6 Feature Types — Pitch, Pitch+Intensity, MFCC, Spectral Entropy, LPC, Mel Features
Speed Optimization — Downsampling, frame decimation, efficient computation
Automatic Contrast — Intelligently enhances matrix visibility
Normalization — Feature scaling for meaningful comparison
Visualization — Draws matrix directly in Praat Picture window
Interpretive Output — Detailed info window with pattern explanations

What is a self‑similarity matrix? An SSM is a fundamental tool in Music Information Retrieval (MIR):

Axis: Both axes represent time (same scale)
Diagonal: Always bright — each frame is perfectly similar to itself
Symmetry: Matrix is symmetric across diagonal (S[i,j] = S[j,i])
Blocks: Bright blocks indicate repeated sections
Patterns: Different musical structures create characteristic patterns

SSMs are used for: structure analysis, cover song detection, pattern finding, music segmentation.
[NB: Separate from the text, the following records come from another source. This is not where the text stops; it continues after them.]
//! Structured, best-effort logging.
//!
//! Entries are serialized as one JSON object per line into a small rotated
//! file inside the directory installed with [`init`]. Raw extractor output
//! goes to a separate rotated file. Without an installed directory entries
//! fall back to stderr, limited to warnings and errors unless
//! `GRABX_LOG_LEVEL` asks for more. Logging never fails the caller.

use std::fs::{self, File, OpenOptions};
use std::io::{self, Write};
use std::path::{Path, PathBuf};
use std::sync::OnceLock;
use std::time::{SystemTime, UNIX_EPOCH};

use serde::{Deserialize, Serialize};

/// Maximum size of a log file before rotation (in bytes).
const MAX_LOG_BYTES: u64 = 1_000_000; // ~1 MB

const TOOL_LOG_FILE_NAME: &str = "grabx-yt-dlp.log";

const ENGINE_LOG_FILE_NAME: &str = "grabx-engine.log";

/// Environment variable to control log level filtering
pub const LOG_LEVEL_ENV_VAR: &str = "GRABX_LOG_LEVEL";

/// Default log level when not specified
const DEFAULT_LOG_LEVEL: LogLevel = LogLevel::Info;

/// Default level for the stderr fallback when no log directory is installed.
const DEFAULT_STDERR_LOG_LEVEL: LogLevel = LogLevel::Warn;

static LOG_DIR: OnceLock<PathBuf> = OnceLock::new();

#[derive(Debug, Clone, Copy, PartialEq, Eq, Serialize, Deserialize)]
pub enum LogLevel {
    Error,
    Warn,
    Info,
    Debug,
}

#[derive(Debug, Clone, Copy, PartialEq, Eq, Serialize, Deserialize)]
pub enum ErrorCategory {
    Process,
    Probe,
    Scheduler,
    Playlist,
    Download,
    Config,
}

#[derive(Debug, Clone, Serialize, Deserialize)]
pub struct StructuredLogEntry {
    timestamp: u128,
    level: LogLevel,
    category: ErrorCategory,
    message: String,
    context: Option<serde_json::Value>,
    error_details: Option<String>,
}

impl LogLevel {
    /// Numeric value for comparison (higher = more verbose)
    pub fn level_value(&self) -> u8 {
        match self {
            LogLevel::Error => 0,
            LogLevel::Warn => 1,
            LogLevel::Info => 2,
            LogLevel::Debug => 3,
        }
    }

    /// Check if this level should be logged given the minimum level
    pub fn should_log(&self, min_level: &LogLevel) -> bool {
        self.level_value() <= min_level.level_value()
    }
}

impl std::fmt::Display for LogLevel {
    fn fmt(&self, f: &mut std::fmt::Formatter<'_>) -> std::fmt::Result {
        match self {
            LogLevel::Error => write!(f, "ERROR"),
            LogLevel::Warn => write!(f, "WARN"),
            LogLevel::Info => write!(f, "INFO"),
            LogLevel::Debug => write!(f, "DEBUG"),
        }
    }
}

impl Default for LogLevel {
    fn default() -> Self {
        DEFAULT_LOG_LEVEL
    }
}

impl std::str::FromStr for LogLevel {
    type Err = String;

    fn from_str(s: &str) -> Result<Self, Self::Err> {
        match s.trim().to_lowercase().as_str() {
            "error" => Ok(LogLevel::Error),
            "warn" | "warning" => Ok(LogLevel::Warn),
            "info" => Ok(LogLevel::Info),
            "debug" => Ok(LogLevel::Debug),
            _ => Err(format!("Invalid log level: {}", s)),
        }
    }
}

impl StructuredLogEntry {
    /// Returns the current timestamp in milliseconds since Unix epoch
    fn current_timestamp() -> u128 {
        SystemTime::now().duration_since(UNIX_EPOCH).map(|d| d.as_millis()).unwrap_or(0)
    }

    fn new(
        level: LogLevel,
        category: ErrorCategory,
        message: &str,
        context: Option<serde_json::Value>,
        error_details: Option<&str>,
    ) -> Self {
        Self {
            timestamp: Self::current_timestamp(),
            level,
            category,
            message: message.to_string(),
            context,
            error_details: error_details.map(|s| s.to_string()),
        }
    }

    pub fn error(
        category: ErrorCategory,
        message: &str,
        context: Option<serde_json::Value>,
        error_details: Option<&str>,
    ) -> Self {
        Self::new(LogLevel::Error, category, message, context, error_details)
    }

    pub fn warn(category: ErrorCategory, message: &str, context: Option<serde_json::Value>) -> Self {
        Self::new(LogLevel::Warn, category, message, context, None)
    }

    pub fn info(category: ErrorCategory, message: &str, context: Option<serde_json::Value>) -> Self {
        Self::new(LogLevel::Info, category, message, context, None)
    }

    pub fn debug(category: ErrorCategory, message: &str, context: Option<serde_json::Value>) -> Self {
        Self::new(LogLevel::Debug, category, message, context, None)
    }

    pub fn level(&self) -> LogLevel {
        self.level
    }

    pub fn to_json(&self) -> Result<String, serde_json::Error> {
        serde_json::to_string(self)
    }
}

/// Install the log directory. Only the first call wins; returns false if a
/// directory was already installed.
pub fn init(dir: impl Into<PathBuf>) -> bool {
    LOG_DIR.set(dir.into()).is_ok()
}

fn resolve_tool_log_path() -> Option<PathBuf> {
    LOG_DIR.get().map(|dir| dir.join(TOOL_LOG_FILE_NAME))
}

fn resolve_engine_log_path() -> Option<PathBuf> {
    LOG_DIR.get().map(|dir| dir.join(ENGINE_LOG_FILE_NAME))
}

fn env_log_level() -> Option<LogLevel> {
    static LOG_LEVEL: OnceLock<Option<LogLevel>> = OnceLock::new();

    *LOG_LEVEL.get_or_init(|| std::env::var(LOG_LEVEL_ENV_VAR).ok().and_then(|s| s.parse().ok()))
}

/// Get the current log level from environment variable or default
pub fn current_log_level() -> LogLevel {
    env_log_level().unwrap_or(DEFAULT_LOG_LEVEL)
}

/// Level applied when entries go to stderr instead of a log file.
fn stderr_log_level(explicit: Option<LogLevel>) -> LogLevel {
    explicit.unwrap_or(DEFAULT_STDERR_LOG_LEVEL)
}

fn rotate_if_needed(path: &Path) -> io::Result<()> {
    if let Ok(meta) = fs::metadata(path)
        && meta.len() >= MAX_LOG_BYTES
    {
        // Single-file rotation: grabx-engine.log -> grabx-engine.log.1
        let file_name = path
            .file_name()
            .map(|n| n.to_string_lossy().to_string())
            .unwrap_or_else(|| ENGINE_LOG_FILE_NAME.to_string());

        let rotated_path = path.with_file_name(format!("{}.1", file_name));

        let _ = fs::remove_file(&rotated_path);

        fs::rename(path, rotated_path)?;
    }

    Ok(())
}

fn open_for_append(path: &Path) -> io::Result<File> {
    if let Some(parent) = path.parent() {
        fs::create_dir_all(parent)?;
    }

    rotate_if_needed(path)?;

    if path.exists() {
        OpenOptions::new().append(true).open(path)
    } else {
        File::create(path)
    }
}

fn append_line(path: &Path, line: &str) -> io::Result<()> {
    let mut file = open_for_append(path)?;
    writeln!(file, "[{}] {}", StructuredLogEntry::current_timestamp(), line)
}

/// Append a line without timestamp prefix (for structured JSON entries)
fn append_line_raw(path: &Path, line: &str) -> io::Result<()> {
    let mut file = open_for_append(path)?;
    writeln!(file, "{}", line)
}

/// Append a single line of raw extractor output to the rotated tool log.
///
/// `item_key` identifies the probe or download the line belongs to.
pub fn append_tool_log(item_key: &str, line: &str) {
    let decorated_line = format!("[{}] {}", item_key, line);

    let Some(path) = resolve_tool_log_path() else {
        if stderr_log_level(env_log_level()) == LogLevel::Debug {
            eprintln!("[yt-dlp]{}", decorated_line);
        }
        return;
    };

    if let Err(e) = append_line(&path, &decorated_line) {
        eprintln!("Failed to write yt-dlp log entry to {}: {}", path.display(), e);
    }
}

/// Log a structured entry with level filtering
pub fn log_entry(entry: StructuredLogEntry) {
    if !entry.level.should_log(&current_log_level()) {
        return;
    }

    let Some(path) = resolve_engine_log_path() else {
        if !entry.level.should_log(&stderr_log_level(env_log_level())) {
            return;
        }
        match entry.to_json() {
            Ok(json_string) => eprintln!("[LOG] {}", json_string),
            Err(_) => eprintln!("[{}] {:?}", entry.level, entry),
        }
        return;
    };

    match entry.to_json() {
        Ok(json_line) => {
            if let Err(e) = append_line_raw(&path, &json_line) {
                eprintln!("Failed to write log entry to {}: {}", path.display(), e);
            }
        }
        Err(e) => {
            eprintln!("Failed to serialize log entry: {}", e);
        }
    }
}

/// Log errors with minimal boilerplate.
pub fn log_error_simple(category: ErrorCategory, message: &str, error_details: Option<&str>) {
    log_entry(StructuredLogEntry::error(category, message, None, error_details));
}

/// Log errors with context.
pub fn log_error_with_context(
    category: ErrorCategory,
    message: &str,
    context: serde_json::Value,
    error_details: Option<&str>,
) {
    log_entry(StructuredLogEntry::error(category, message, Some(context), error_details));
}

pub fn log_warning_simple(category: ErrorCategory, message: &str) {
    log_entry(StructuredLogEntry::warn(category, message, None));
}

pub fn log_warning_with_context(category: ErrorCategory, message: &str, context: serde_json::Value) {
    log_entry(StructuredLogEntry::warn(category, message, Some(context)));
}

pub fn log_info_simple(category: ErrorCategory, message: &str) {
    log_entry(StructuredLogEntry::info(category, message, None));
}

pub fn log_debug_simple(category: ErrorCategory, message: &str) {
    log_entry(StructuredLogEntry::debug(category, message, None));
}

pub fn log_debug_with_context(category: ErrorCategory, message: &str, context: serde_json::Value) {
    log_entry(StructuredLogEntry::debug(category, message, Some(context)));
}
Technical Implementation: The script extracts features from audio in overlapping time frames (default 25ms windows, 10ms steps). Features are normalized (unit length for vectors, 0‑1 range for entropy). The SSM is computed as cosine similarity between feature vectors (dot product) or inverse difference for entropy. Matrix values range 0‑1, where 1 = identical, 0 = completely dissimilar. Automatic contrast enhancement applies power scaling based on mean similarity to improve visualization.

Quick start

In Praat, select exactly one Sound object.
Run script… → self_similarity_matrix.praat.
Choose Feature Type:
- Pitch only (fastest) — for melodic analysis
- MFCC (best quality) — for timbre/structure
- Spectral Entropy — for texture/complexity
- Other features as needed
Enable use_downsampling (recommended) and set processing_sample_rate (22050 Hz).
Set frame_decimation for speed: 1=all frames, 2=2× faster, 5=5× faster.
Enable auto_contrast and draw_matrix (visualization).
Click OK — processes audio, extracts features, computes SSM.
Watch Info window for progress and interpretation guide.
Matrix appears as originalName_SSM_featureName.
Picture window shows visual SSM (if draw_matrix=1).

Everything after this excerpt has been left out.